# WORK REQUIRED
Sort through the listing below and keep each line with the word "TransportSink". Copy those.

# SUPPLIED MATERIAL
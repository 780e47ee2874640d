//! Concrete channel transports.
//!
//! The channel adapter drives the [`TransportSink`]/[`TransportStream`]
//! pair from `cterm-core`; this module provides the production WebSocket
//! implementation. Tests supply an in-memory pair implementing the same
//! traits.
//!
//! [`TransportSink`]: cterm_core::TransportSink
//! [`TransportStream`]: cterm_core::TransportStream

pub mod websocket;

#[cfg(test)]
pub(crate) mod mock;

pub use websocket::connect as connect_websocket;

# TASK ANSWER
//! The channel adapter drives the [`TransportSink`]/[`TransportStream`]
//! [`TransportSink`]: cterm_core::TransportSink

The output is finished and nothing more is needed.